Presidente do Banco Central e do BRB se reúnem para discutir pacote de socorro financeiro
Gabriel Galípolo, presidente do Banco Central, e Nelson Antônio de Souza, presidente do BRB, reuniram-se nesta segunda-feira (27). O encontro ocorre enquanto o banco busca viabilizar um socorro financeiro de R$ 6,6 bilhões para mitigar perdas com o *Banco Master

O presidente do Banco Central, Gabriel Galípolo, reuniu-se nesta segunda-feira (27), em encontro reservado entre 15h30 e 16h30, com o presidente do Banco de Brasília (BRB), Nelson Antônio de Souza. A agenda contou com a presença de Ailton de Aquino Santos, diretor de Fiscalização do BC, e Ana Paula Teixeira de Sousa, diretora de Controle e Riscos do BRB.
A reunião ocorre enquanto a instituição financeira busca viabilizar um pacote de socorro financeiro de R$ 6,6 bilhões para mitigar perdas decorrentes de operações com o Banco Master.
Condições para o resgate financeiro
O montante de R$ 6,6 bilhões faz parte de um acordo firmado no fim de junho entre o Governo do Distrito Federal (GDF), controlador do banco, e homologado pelo Supremo Tribunal Federal (STF). Para complementar a recuperação, o GDF deve aportar R$ 2,2 bilhões de recursos próprios, mediante cortes em investimentos e ajustes fiscais.
A efetivação do resgate, no entanto, está condicionada a três etapas pendentes:
- Assinatura de contratos com o Fundo Garantidor de Crédito (FGC);
- Formalização de contragarantias junto à União;
- Conclusão de auditorias financeiras.
Impasses e liquidez
A liberação do crédito enfrenta resistência de bancos privados, que exigem que o Banco do Brasil e a Caixa Econômica Federal forneçam garantias para a operação, transferindo o risco de eventual inadimplência do BRB para as instituições federais.
Paralelamente, o BRB lida com dificuldades de liquidez. No dia 17, a instituição cancelou um acordo de R$ 15 bilhões com a gestora Quadra Capital.
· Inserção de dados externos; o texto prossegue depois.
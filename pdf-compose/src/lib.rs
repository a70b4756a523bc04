pub mod checksum;
pub mod deflate;
pub mod font;
pub mod cache;
pub mod embed;
pub mod writer;
pub mod graphics;
pub mod images;
pub mod textflow;
pub mod document;

pub use document::PdfDocument;
pub use embed::{DedupKey, FontRegistry, FontResource};
pub use font::{FontError, FontId, FontProgram};
pub use graphics::Color;
pub use images::{ImageFit, ImageId};
pub use textflow::{TextFlow, TextStyle, FitResult, Rect};
pub use writer::{ObjectWriter, PdfWriter};
impl<W: Write> PdfDocument<W> {
    /// Create a new PDF document that writes to the given writer.
    pub fn new(out: W) -> Self {
        PdfDocument {
            out,
            writer: PdfWriter::new(),
            info: Vec::new(),
            registry: FontRegistry::new(),
            fonts: Vec::new(),
            images: Vec::new(),
            pages: Vec::new(),
            current_page: None,
            compress_content: false,
        }
    }

    /// Set a document info entry (e.g. "Creator", "Title").
    pub fn set_info(&mut self, key: &str, value: &str) -> &mut Self {
        self.info.push((key.to_string(), value.to_string()));
        self
    }

    /// Toggle deflate compression of page content streams.
    /// Font and image streams are always compressed.
    pub fn set_compression(&mut self, on: bool) -> &mut Self {
        self.compress_content = on;
        self
    }

    /// Register a parsed font program with the document, embedding
    /// it as a CID-keyed composite font. Sub-objects are shared with
    /// previous registrations that match by PostScript name.
    pub fn add_font(&mut self, program: FontProgram) -> Result<FontId, FontError> {
        self.add_font_with_key(program, DedupKey::FontName)
    }

    /// Like `add_font`, with an explicit sub-object sharing policy.
    pub fn add_font_with_key(
        &mut self,
        program: FontProgram,
        dedup: DedupKey,
    ) -> Result<FontId, FontError> {
        let resource = embed::register_with_key(
            &program,
            &mut self.registry,
            &mut self.writer,
            dedup,
        )?;
        let id = FontId(self.fonts.len());
        self.fonts.push(LoadedFont { program, resource });
        Ok(id)
    }

    /// Load a `.ttf`/`.otf` file and register it.
    pub fn load_font_file<P: AsRef<Path>>(
        &mut self,
        path: P,
    ) -> Result<FontId, FontError> {
        let program = FontProgram::load(path)?;
        self.add_font(program)
    }

    /// Parse font bytes and register them.
    pub fn load_font_bytes(&mut self, data: &[u8]) -> Result<FontId, FontError> {
        let program = FontProgram::parse(data)?;
        self.add_font(program)
    }

    /// Load a pre-parsed font from a cache file and register it.
    /// Decoding the cache skips the sfnt parse entirely.
    pub fn load_font_cached<P: AsRef<Path>>(
        &mut self,
        path: P,
    ) -> Result<FontId, FontError> {
        let program = cache::load_file(path)?;
        self.add_font(program)
    }

    /// Store a registered font as a cache file for later reuse.
    pub fn store_font_cache<P: AsRef<Path>>(
        &self,
        font: FontId,
        path: P,
    ) -> Result<(), FontError> {
        cache::store_file(path, &self.fonts[font.0].program)
    }

    /// Load an image file (JPEG or PNG) and embed it as an XObject.
    /// The object is written once; placements reference it.
    pub fn load_image_file<P: AsRef<Path>>(
        &mut self,
        path: P,
    ) -> io::Result<ImageId> {
        let data = std::fs::read(path)?;
        self.load_image_bytes(data)
            .map_err(|e| io::Error::new(io::ErrorKind::InvalidData, e))
    }

    /// Parse image bytes (JPEG or PNG) and embed them as an XObject.
    pub fn load_image_bytes(&mut self, data: Vec<u8>) -> Result<ImageId, String> {
        let image = images::load_image(data)?;
        let xobject_obj = images::write_xobject(&image, &mut self.writer);
        let id = ImageId(self.images.len());
        self.images.push(LoadedImage {
            width: image.width,
            height: image.height,
            xobject_obj,
        });
        Ok(id)
    }

    /// Begin a new page with the given dimensions in points.
    /// If a page is currently open, it is automatically closed.
    pub fn begin_page(&mut self, width: f64, height: f64) -> &mut Self {
        if self.current_page.is_some() {
            self.end_page();
        }
        self.current_page = Some(PageBuilder {
            width,
            height,
            content_ops: Vec::new(),
            fonts_used: BTreeSet::new(),
            images_used: BTreeSet::new(),
        });
        self
    }

    /// Place text at position (x, y) in the given style.
    /// Coordinates use PDF's default bottom-left origin.
    pub fn place_text(
        &mut self,
        text: &str,
        x: f64,
        y: f64,
        style: &TextStyle,
    ) -> &mut Self {
        let loaded = &self.fonts[style.font.0];
        let ops = format!(
            "BT\n/F{} {} Tf\n{} {} Td\n{} Tj\nET\n",
            loaded.resource.type0_obj,
            format_coord(style.font_size),
            format_coord(x),
            format_coord(y),
            loaded.program.encode_text_hex(text),
        );
        let page = self
            .current_page
            .as_mut()
            .expect("place_text called with no open page");
        page.content_ops.extend_from_slice(ops.as_bytes());
        page.fonts_used.insert(style.font);
        self
    }

    /// Width of `text` in points when set in the given style.
    pub fn measure_text(&self, text: &str, style: &TextStyle) -> f64 {
        self.fonts[style.font.0]
            .program
            .measure_text(text, style.font_size)
    }

    /// Fit a TextFlow into a bounding rectangle on the current
    /// page. The flow's cursor advances so subsequent calls
    /// continue where it left off (for multi-page flow).
    pub fn fit_textflow(&mut self, flow: &mut TextFlow, rect: &Rect) -> FitResult {
        let (ops, result, used) = flow.generate_content_ops(rect, &self.fonts);
        let page = self
            .current_page
            .as_mut()
            .expect("fit_textflow called with no open page");
        page.content_ops.extend_from_slice(&ops);
        page.fonts_used.extend(used);
        result
    }

    /// Place an embedded image into a bounding rectangle on the
    /// current page. The rect's (x, y) is its upper-left corner
    /// measured from the top of the page.
    pub fn place_image(
        &mut self,
        image: &ImageId,
        rect: &Rect,
        fit: ImageFit,
    ) -> &mut Self {
        let img = &self.images[image.0];
        let page = self
            .current_page
            .as_mut()
            .expect("place_image called with no open page");
        let placement =
            images::calculate_placement(img.width, img.height, rect, fit, page.height);

        let mut ops = String::from("q\n");
        if let Some(clip) = &placement.clip {
            ops.push_str(&format!(
                "{} {} {} {} re\nW n\n",
                format_coord(clip.x),
                format_coord(clip.y),
                format_coord(clip.width),
                format_coord(clip.height),
            ));
        }
        ops.push_str(&format!(
            "{} 0 0 {} {} {} cm\n/Im{} Do\nQ\n",
            format_coord(placement.width),
            format_coord(placement.height),
            format_coord(placement.x),
            format_coord(placement.y),
            img.xobject_obj,
        ));
        page.content_ops.extend_from_slice(ops.as_bytes());
        page.images_used.insert(*image);
        self
    }

    /// Set the stroke color for subsequent path operations.
    pub fn set_stroke_color(&mut self, color: Color) -> &mut Self {
        self.push_ops(&color.stroke_op());
        self
    }

    /// Set the fill color for subsequent path operations.
    pub fn set_fill_color(&mut self, color: Color) -> &mut Self {
        self.push_ops(&color.fill_op());
        self
    }

    /// Set the line width in points.
    pub fn set_line_width(&mut self, width: f64) -> &mut Self {
        self.push_ops(&format!("{} w\n", format_coord(width)));
        self
    }

    /// Begin a new path at (x, y).
    pub fn move_to(&mut self, x: f64, y: f64) -> &mut Self {
        self.push_ops(&format!("{} {} m\n", format_coord(x), format_coord(y)));
        self
    }

    /// Add a line segment to the current path.
    pub fn line_to(&mut self, x: f64, y: f64) -> &mut Self {
        self.push_ops(&format!("{} {} l\n", format_coord(x), format_coord(y)));
        self
    }

    /// Add a cubic Bezier segment with control points (x1, y1)
    /// and (x2, y2), ending at (x3, y3).
    pub fn curve_to(
        &mut self,
        x1: f64,
        y1: f64,
        x2: f64,
        y2: f64,
        x3: f64,
        y3: f64,
    ) -> &mut Self {
        self.push_ops(&format!(
            "{} {} {} {} {} {} c\n",
            format_coord(x1),
            format_coord(y1),
            format_coord(x2),
            format_coord(y2),
            format_coord(x3),
            format_coord(y3),
        ));
        self
    }

    /// Add a rectangle subpath.
    pub fn rect(&mut self, x: f64, y: f64, width: f64, height: f64) -> &mut Self {
        self.push_ops(&format!(
            "{} {} {} {} re\n",
            format_coord(x),
            format_coord(y),
            format_coord(width),
            format_coord(height),
        ));
        self
    }

    /// Close the current subpath.
    pub fn close_path(&mut self) -> &mut Self {
        self.push_ops("h\n");
        self
    }

    /// Stroke the current path.
    pub fn stroke(&mut self) -> &mut Self {
        self.push_ops("S\n");
        self
    }

    /// Fill the current path (nonzero winding rule).
    pub fn fill(&mut self) -> &mut Self {
        self.push_ops("f\n");
        self
    }

    /// Fill then stroke the current path.
    pub fn fill_stroke(&mut self) -> &mut Self {
        self.push_ops("B\n");
        self
    }

    /// Save the graphics state.
    pub fn save_state(&mut self) -> &mut Self {
        self.push_ops("q\n");
        self
    }

    /// Restore the graphics state.
    pub fn restore_state(&mut self) -> &mut Self {
        self.push_ops("Q\n");
        self
    }

    fn push_ops(&mut self, ops: &str) {
        let page = self
            .current_page
            .as_mut()
            .expect("graphics operation with no open page");
        page.content_ops.extend_from_slice(ops.as_bytes());
    }

    /// End the current page. Writes its content stream and queues
    /// the page dictionary for the page tree.
    pub fn end_page(&mut self) {
        let page = self
            .current_page
            .take()
            .expect("end_page called with no open page");

        let framed;
        let (content, filter): (&[u8], &str) = if self.compress_content {
            framed = deflate::frame(&page.content_ops);
            (&framed, "/Filter /FlateDecode\n")
        } else {
            (&page.content_ops, "")
        };

        let content_obj = self.writer.new_object();
        self.writer.append_str(&format!(
            "<<\n{}/Length {}\n>>\nstream\n",
            filter,
            content.len()
        ));
        self.writer.append(content);
        self.writer.append_str("\nendstream\n");
        self.writer.close_object();

        let font_objs = page
            .fonts_used
            .iter()
            .map(|id| self.fonts[id.0].resource.type0_obj)
            .collect();
        let image_objs = page
            .images_used
            .iter()
            .map(|id| self.images[id.0].xobject_obj)
            .collect();

        self.pages.push(PendingPage {
            width: page.width,
            height: page.height,
            content_obj,
            font_objs,
            image_objs,
        });
    }

    /// Finish the document. Writes the page dictionaries, pages
    /// tree, catalog, info dictionary, xref table, and trailer,
    /// then flushes everything to the underlying writer.
    /// Consumes self — no further operations are possible.
    pub fn end_document(mut self) -> io::Result<W> {
        // Auto-close any open page.
        if self.current_page.is_some() {
            self.end_page();
        }

        let info_obj = if self.info.is_empty() {
            None
        } else {
            let id = self.writer.new_object();
            let mut dict = String::from("<<\n");
            for (key, value) in &self.info {
                dict.push_str(&format!("/{} ({})\n", key, escape_pdf_string(value)));
            }
            dict.push_str(">>\n");
            self.writer.append_str(&dict);
            self.writer.close_object();
            Some(id)
        };

        // One page dictionary per pending page, then the pages tree.
        let pages_root = self.writer.current_highest_id() + self.pages.len() as u32 + 1;

        let mut kids = Vec::with_capacity(self.pages.len());
        for page in &self.pages {
            let id = self.writer.new_object();
            let mut dict = format!(
                "<<\n/Type /Page\n/Parent {} 0 R\n/MediaBox [0 0 {} {}]\n/Contents {} 0 R\n",
                pages_root,
                format_coord(page.width),
                format_coord(page.height),
                page.content_obj,
            );
            dict.push_str("/Resources <<");
            if !page.font_objs.is_empty() {
                dict.push_str(" /Font <<");
                for obj in &page.font_objs {
                    dict.push_str(&format!(" /F{} {} 0 R", obj, obj));
                }
                dict.push_str(" >>");
            }
            if !page.image_objs.is_empty() {
                dict.push_str(" /XObject <<");
                for obj in &page.image_objs {
                    dict.push_str(&format!(" /Im{} {} 0 R", obj, obj));
                }
                dict.push_str(" >>");
            }
            dict.push_str(" >>\n>>\n");
            self.writer.append_str(&dict);
            self.writer.close_object();
            kids.push(id);
        }

        let pages_id = self.writer.new_object();
        debug_assert_eq!(pages_id, pages_root);
        let kid_refs: Vec<String> =
            kids.iter().map(|id| format!("{} 0 R", id)).collect();
        self.writer.append_str(&format!(
            "<<\n/Type /Pages\n/Kids [{}]\n/Count {}\n>>\n",
            kid_refs.join(" "),
            kids.len(),
        ));
        self.writer.close_object();

        let catalog_id = self.writer.new_object();
        self.writer
            .append_str(&format!("<<\n/Type /Catalog\n/Pages {} 0 R\n>>\n", pages_id));
        self.writer.close_object();

        let bytes = self.writer.finish(catalog_id, info_obj);
        self.out.write_all(&bytes)?;
        self.out.flush()?;
        Ok(self.out)
    }

    /// Fonts registered so far, in embedding order.
    pub fn font_registry(&self) -> &FontRegistry {
        &self.registry
    }
}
O negócio previa a troca de ativos de baixa liquidez do Banco Master, como imóveis, por recursos à vista e a criação de um fundo de investimento, o que permitiria a conversão de ativos imobilizados em capital líquido.
Pendências contábeis e sanções
A ausência das demonstrações financeiras do BRB referentes ao exercício de 2025 é outro entrave para o pacote de socorro, já que a divulgação do balanço e a finalização de auditorias independentes são exigências para a liberação dos recursos. Devido ao atraso na apresentação desses dados, o banco está sujeito a multas e outras sanções aplicadas pelo Banco Central.
Impacto patrimonial
O ministro da Fazenda, Dario Durigan, afirmou que o patrimônio do BRB foi prejudicado pela aquisição de carteiras de baixa qualidade vinculadas ao Banco Master. Durigan detalhou que a operação resultou em perdas bilionárias, estimando que a instituição transferiu R$ 12 bilhões ao Master em troca de ativos sem valor real.
Este encontro é a sequência de uma agenda institucional iniciada no dia 14, quando a governadora do Distrito Federal, Celina Leão, reuniu-se com Gabriel Galípolo e Nelson Antônio de Souza para discussões técnicas.